Install torch and torchvision based on your CUDA version. For instance, the following installation works for me.

pip install torch==1.11.0+cu113 torchvision==0.12.0+cu113 torchaudio==0.11.0 --extra-index-url https://download.pytorch.org/whl/cu113

Install PyTorch 3D. Installing this library can be painful, but you can skip it if you are not using StyleNeRF or the pose experiments.
Set up wandb for logging (registration is required). You should modify the setup_wandb function in main.py to accomodate your wandb credentials.

Pre-trained checkpoints

Pre-trained generative models

We provide a unified interface for various pre-trained generative models. Checkpoints for generative models used in this paper are provided below.

StyleGAN2

cd ckpts/
wget https://www.dropbox.com/s/iy0dkqnkx7uh2aq/ffhq.pt
wget https://www.dropbox.com/s/lmjdijm8cfmu8h1/metfaces.pt
wget https://www.dropbox.com/s/z1vts069w683py5/afhqcat.pt
wget https://www.dropbox.com/s/a0hvdun57nvafab/stylegan2-church-config-f.pt
wget https://www.dropbox.com/s/x1d19u8zd6yegx9/stylegan2-car-config-f.pt
wget https://www.dropbox.com/s/hli2x42ekdaz2br/landscape.pt

Diffusion Autoencoder

cd ckpts/
wget https://www.dropbox.com/s/ej0jj8g7crvtb5e/diffae_ffhq256.ckpt
wget https://www.dropbox.com/s/w5y89y57r9nd1jt/diffae_ffhq256_latent.pkl
wget https://www.dropbox.com/s/rsbpxaswnfzsyl1/diffae_ffhq128.ckpt
wget https://www.dropbox.com/s/v1dvsj6oklpz652/diffae_ffhq128_latent.pkl

StyleNeRF

cd ckpts/
wget https://www.dropbox.com/s/n80cr7isveh5yfu/StyleNeRF_ffhq_1024.pkl

BigGAN

# BigGAN will be downloaded automatically

Pre-trained off-the-shelf models

PromptGen allows us to use arbitrary off-the-shelf models to control pre-trained generative models. The off-the-shelf models used in this paper are provided below.

CLIP

# CLIP will be downloaded automatically

ArcFace IR-SE 50 model, provided by the Colab demo in this repo

cd ckpts/
wget https://www.dropbox.com/s/qg7co4azsv5sacm/model_ir_se50.pth

DECA model, provided by this repo. You should first download the FLAME model (registration is required), choose FLAME 2020 and unzip it, copy generic_model.pkl into model/lib/decalib/data/, and then run the following command

wget https://www.dropbox.com/s/972j1vgfd19b6gx/deca_model.tar -O model/lib/decalib/data/deca_model.tar

FairFace classifier, provided by this repo

cd ckpts/
wget https://www.dropbox.com/s/v1rp0uubk30esdh/res34_fair_align_multi_7_20190809.pt

CelebA classifier, trained by ourselves

cd ckpts/
wget https://www.dropbox.com/s/yzc8ydaa4ggj1zs/celeba.zip
unzip celeba.zip

Pre-trained $\hat{\beta}$ models (for the moment constraint)
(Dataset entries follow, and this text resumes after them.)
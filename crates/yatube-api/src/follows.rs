use axum::{
    Extension, Json,
    extract::{Path, Query, State},
    http::{HeaderMap, header},
    response::{IntoResponse, Redirect, Response},
};
use tracing::{debug, info};

use yatube_db::PostFilter;
use yatube_types::api::{Claims, FeedContext, PageQuery};

use crate::error::ApiError;
use crate::paginator::paginate_posts;
use crate::posts::profile_url;
use crate::state::{AppState, blocking};

/// GET /follow/
///
/// Posts by everyone the requester follows.
pub async fn follow_index(
    State(state): State<AppState>,
    Query(query): Query<PageQuery>,
    Extension(claims): Extension<Claims>,
) -> Result<Json<FeedContext>, ApiError> {
    let per_page = state.page_size;
    let user_id = claims.sub;
    let page_obj = blocking(&state, move |repo| {
        paginate_posts(repo, PostFilter::FollowedBy(user_id), per_page, query.page.as_deref())
    })
    .await?;

    Ok(Json(FeedContext { page_obj }))
}

/// GET /profile/{username}/follow/
///
/// Following yourself is a no-op that sends you back where you came from.
pub async fn profile_follow(
    State(state): State<AppState>,
    Path(username): Path<String>,
    Extension(claims): Extension<Claims>,
    headers: HeaderMap,
) -> Result<Response, ApiError> {
    let user_id = claims.sub;
    let lookup = username.clone();
    let author = blocking(&state, move |repo| repo.get_user_by_username(&lookup))
        .await?
        .ok_or(ApiError::NotFound("user"))?;

    if author.id == user_id {
        debug!("{} tried to follow themselves", claims.username);
        return Ok(back(&headers, &username));
    }

    let (_, created) = blocking(&state, move |repo| repo.follow(user_id, author.id)).await?;
    if created {
        info!("{} now follows {}", claims.username, username);
    }

    Ok(Redirect::to(&profile_url(&username)).into_response())
}

/// GET /profile/{username}/unfollow/
pub async fn profile_unfollow(
    State(state): State<AppState>,
    Path(username): Path<String>,
    Extension(claims): Extension<Claims>,
    headers: HeaderMap,
) -> Result<Response, ApiError> {
    let user_id = claims.sub;
    let lookup = username.clone();
    let removed = blocking(&state, move |repo| {
        let Some(author) = repo.get_user_by_username(&lookup)? else {
            return Ok(None);
        };
        repo.unfollow(user_id, author.id).map(Some)
    })
    .await?
    .ok_or(ApiError::NotFound("user"))?;

    if removed == 0 {
        return Err(ApiError::NotFound("follow"));
    }
    info!("{} unfollowed {}", claims.username, username);

    Ok(back(&headers, &username))
}

/// Redirect to the Referer, or to the profile when there isn't a usable one.
fn back(headers: &HeaderMap, username: &str) -> Response {
    let target = headers
        .get(header::REFERER)
        .and_then(|v| v.to_str().ok())
        .filter(|v| !v.is_empty())
        .map(str::to_string)
        .unwrap_or_else(|| profile_url(username));
    Redirect::to(&target).into_response()
}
For the moment constraint experiments, one need to train the $\hat{\beta}$ model based on the given pre-trained generative model and moment constraint. Although you can train the $\hat{\beta}$ models following our instruction described later, we provide the pre-trained checkpoints here.

FFHQ (1024) $\hat{\beta}$ model

cd ckpts/
wget https://www.dropbox.com/s/htdfv5w1xzsnajj/ffhq_debias.bin

MetFaces (1024) $\hat{\beta}$ model

cd ckpts/
wget https://www.dropbox.com/s/j2z9lha15mb2hfj/metfaces_debias.bin

Usage

Overview

Generally, each block stands for an experiment, with the following exceptions:

Each set notation {A,B,C} stands for several independent experiments. You should always replace {A,B,C} with one of A, B, and C.
In some cases, evaluation and plotting are separated from training. These cases are usually marked by After convergence.
For de-biasing with the moment constraint, the (optional) means that you can use the pre-trained $\hat{\beta}$ model following the instruction above.
For iterative control, all blocks should be run sequentially.

Each command can be run on a single NVIDIA RTX A4000 GPU. Model checkpoints and image samples will be saved under --output_dir.

CLIP-guided text-to-image synthesis

StyleGAN2 FFHQ (1024) "a photo of {a baby, an asian man, a girl, a boy}"

export CUDA_VISIBLE_DEVICES=0
export RUN_NAME=clip_{a_baby,an_asian_man,a_girl,a_boy}_ffhq
export SEED=42
nohup python -m torch.distributed.launch --nproc_per_node 1 --master_port 1234 main.py --seed $SEED --cfg experiments/$RUN_NAME.cfg --run_name $RUN_NAME$SEED --logging_strategy steps --logging_first_step true --logging_steps 4 --evaluation_strategy steps --eval_steps 50 --metric_for_best_model CLIPEnergy --greater_is_better false --save_strategy steps --save_steps 50 --save_total_limit 1 --load_best_model_at_end --gradient_accumulation_steps 4 --num_train_epochs 10 --adafactor false --learning_rate 1e-3 --do_train --do_eval --output_dir output/$RUN_NAME$SEED --overwrite_output_dir --per_device_train_batch_size 2 --per_device_eval_batch_size 4 --eval_accumulation_steps 4 --ddp_find_unused_parameters true --verbose true > $RUN_NAME$SEED.log 2>&1 &

Diffusion Autoencoder FFHQ256 "a photo of a baby"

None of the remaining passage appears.